Trichostatin A-mediated upregulation of p21^WAF1 contributes to osteoclast apoptosis

Abstract

Histone deacetylase inhibitors (HDIs), a new class of anti-cancer agents, have been reported to suppress formation of osteoclast precursors and their fusion into multinucleated cells. However, little is known about the effect of HDIs on mature osteoclasts, which may have significance for their therapeutic use. Here, we demonstrate a novel action of HDIs on osteoclast apoptosis. Primary multinucleated mature osteoclasts were prepared from mouse bone marrow cells.
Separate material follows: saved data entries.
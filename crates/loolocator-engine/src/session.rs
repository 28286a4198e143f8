//! One user session: location, filters, results, and the optional map.

use std::num::NonZeroU32;

use loolocator_client::MapUnavailable;
use loolocator_core::{Coordinate, InvalidParameter, SearchParameters, WashroomId};
use tokio::sync::watch;

use crate::directory::WashroomDirectory;
use crate::filters::SearchParameterStore;
use crate::location::{GeoLocationProvider, LocationError, PositionSource};
use crate::map::{MapMarkerReconciler, MapSurface, MarkerHandle};
use crate::results::ResultSetController;

/// Wires the location provider, filter store, result controller, and map
/// reconciler together.
///
/// Filter changes are picked up by [`pump`](Self::pump). Several changes
/// made between two pumps produce a single refresh.
pub struct Session<D, P, S> {
    location: GeoLocationProvider<P>,
    filters: SearchParameterStore,
    filter_rx: watch::Receiver<SearchParameters>,
    results: ResultSetController<D>,
    map: Option<MapMarkerReconciler<S>>,
    map_error: Option<MapUnavailable>,
    notice: Option<String>,
}

impl<D, P, S> Session<D, P, S>
where
    D: WashroomDirectory,
    P: PositionSource,
    S: MapSurface,
{
    #[must_use]
    pub fn new(directory: D, location: GeoLocationProvider<P>, limit: NonZeroU32) -> Self {
        let filters = SearchParameterStore::default();
        let filter_rx = filters.subscribe();
        Self {
            location,
            filters,
            filter_rx,
            results: ResultSetController::new(directory, limit),
            map: None,
            map_error: None,
            notice: None,
        }
    }

    /// Attaches a map surface and draws the current state onto it.
    pub fn attach_map(&mut self, surface: S) {
        let mut reconciler = MapMarkerReconciler::new(
            surface,
            self.results.subscribe(),
            self.results.subscribe_origin(),
        );
        reconciler.sync();
        self.map = Some(reconciler);
        self.map_error = None;
    }

    /// Records that the map could not be initialised. Results keep working
    /// without it.
    pub fn map_unavailable(&mut self, err: MapUnavailable) {
        tracing::warn!(reason = %err.reason, "map disabled for this session");
        self.map = None;
        self.notice = Some(err.to_string());
        self.map_error = Some(err);
    }

    /// Acquires the device position and searches around it.
    ///
    /// On failure the message is kept as the session notice and no query is
    /// issued.
    ///
    /// # Errors
    ///
    /// Returns the [`LocationError`] reported by the provider.
    pub async fn locate(&mut self) -> Result<Coordinate, LocationError> {
        self.notice = None;
        match self.location.acquire().await {
            Ok(origin) => {
                self.start_at(origin).await;
                Ok(origin)
            }
            Err(e) => {
                tracing::warn!(error = %e, "location unavailable");
                self.notice = Some(e.to_string());
                Err(e)
            }
        }
    }

    /// Searches around `origin` with the current filters.
    pub async fn start_at(&mut self, origin: Coordinate) -> bool {
        self.results.set_origin(origin);
        let params = *self.filter_rx.borrow_and_update();
        self.run_refresh(origin, params).await
    }

    /// Validates and stores new filters without querying.
    ///
    /// # Errors
    ///
    /// Returns [`InvalidParameter`] for a radius outside the offered set; the
    /// message is also kept as the session notice.
    pub fn set_filters(
        &mut self,
        radius_meters: u32,
        accessibility_only: bool,
    ) -> Result<SearchParameters, InvalidParameter> {
        self.filters
            .update(radius_meters, accessibility_only)
            .inspect_err(|e| self.notice = Some(e.to_string()))
    }

    /// Issues one refresh if filters changed since the last search.
    ///
    /// Nothing is issued until an origin is known. Returns whether a
    /// refresh ran.
    pub async fn pump(&mut self) -> bool {
        if !self.filter_rx.has_changed().unwrap_or(false) {
            return false;
        }
        let Some(origin) = self.results.origin() else {
            tracing::debug!("filters changed before an origin is known");
            return false;
        };
        let params = *self.filter_rx.borrow_and_update();
        self.run_refresh(origin, params).await;
        true
    }

    /// [`set_filters`](Self::set_filters) followed by [`pump`](Self::pump).
    ///
    /// # Errors
    ///
    /// Returns [`InvalidParameter`] for an unsupported radius; no query runs.
    pub async fn change_filters(
        &mut self,
        radius_meters: u32,
        accessibility_only: bool,
    ) -> Result<bool, InvalidParameter> {
        self.set_filters(radius_meters, accessibility_only)?;
        Ok(self.pump().await)
    }

    /// Re-runs the last search, e.g. after a failure.
    ///
    /// Pending filter changes are folded into this search, so a later
    /// [`pump`](Self::pump) does not repeat it.
    pub async fn retry(&mut self) -> bool {
        let Some(origin) = self.results.origin() else {
            return false;
        };
        let params = *self.filter_rx.borrow_and_update();
        self.run_refresh(origin, params).await
    }

    async fn run_refresh(&mut self, origin: Coordinate, params: SearchParameters) -> bool {
        self.notice = None;
        self.sync_map();
        let applied = self.results.refresh(origin, params).await;
        self.sync_map();
        if applied {
            self.notice = self
                .results
                .snapshot()
                .error()
                .map(|failure| failure.message.clone());
        }
        applied
    }

    /// Selects a washroom from either the list or a marker. Both paths land
    /// here so list and map always agree.
    pub fn select(&mut self, id: Option<&WashroomId>) -> bool {
        let accepted = self.results.select(id);
        self.sync_map();
        accepted
    }

    /// Selects the washroom behind a clicked map marker.
    ///
    /// Returns `false` when no map is attached or the handle is not a
    /// washroom marker, e.g. the user-location marker.
    pub fn select_marker(&mut self, handle: MarkerHandle) -> bool {
        let Some(id) = self
            .map
            .as_ref()
            .and_then(|map| map.washroom_for(handle))
            .cloned()
        else {
            tracing::debug!(handle = handle.raw(), "marker click on unknown handle");
            return false;
        };
        self.select(Some(&id))
    }

    fn sync_map(&mut self) {
        if let Some(map) = self.map.as_mut() {
            map.sync();
        }
    }

    /// The single user-facing message: a location failure, a rejected
    /// filter, a failed search, or a disabled map. Cleared when a new
    /// location request or search starts.
    #[must_use]
    pub fn notice(&self) -> Option<&str> {
        self.notice.as_deref()
    }

    #[must_use]
    pub fn results(&self) -> &ResultSetController<D> {
        &self.results
    }

    #[must_use]
    pub fn filters(&self) -> &SearchParameterStore {
        &self.filters
    }

    #[must_use]
    pub fn map(&self) -> Option<&MapMarkerReconciler<S>> {
        self.map.as_ref()
    }

    pub fn map_mut(&mut self) -> Option<&mut MapMarkerReconciler<S>> {
        self.map.as_mut()
    }

    #[must_use]
    pub fn map_error(&self) -> Option<&MapUnavailable> {
        self.map_error.as_ref()
    }
}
Treatment of osteoclasts with the HDI trichostatin A (TSA) caused apoptosis, as confirmed by annexin V staining and caspase activation. TSA caused the upregulation of p21^WAF1 in osteoclasts. To understand the role of p21^WAF1 upregulation in TSA-treated osteoclasts, shRNA against p21^WAF1-containing lentivirus was introduced into osteoclasts. The suppression of p21^WAF1 decreased TSA-directed osteoclast apoptosis. Collectively, our results provide evidence that TSA causes osteoclast apoptosis, which involves, in part, TSA-induced upregulation of p21^WAF1, and strongly supports HDIs as potential therapeutic agents for excessive bone resorption.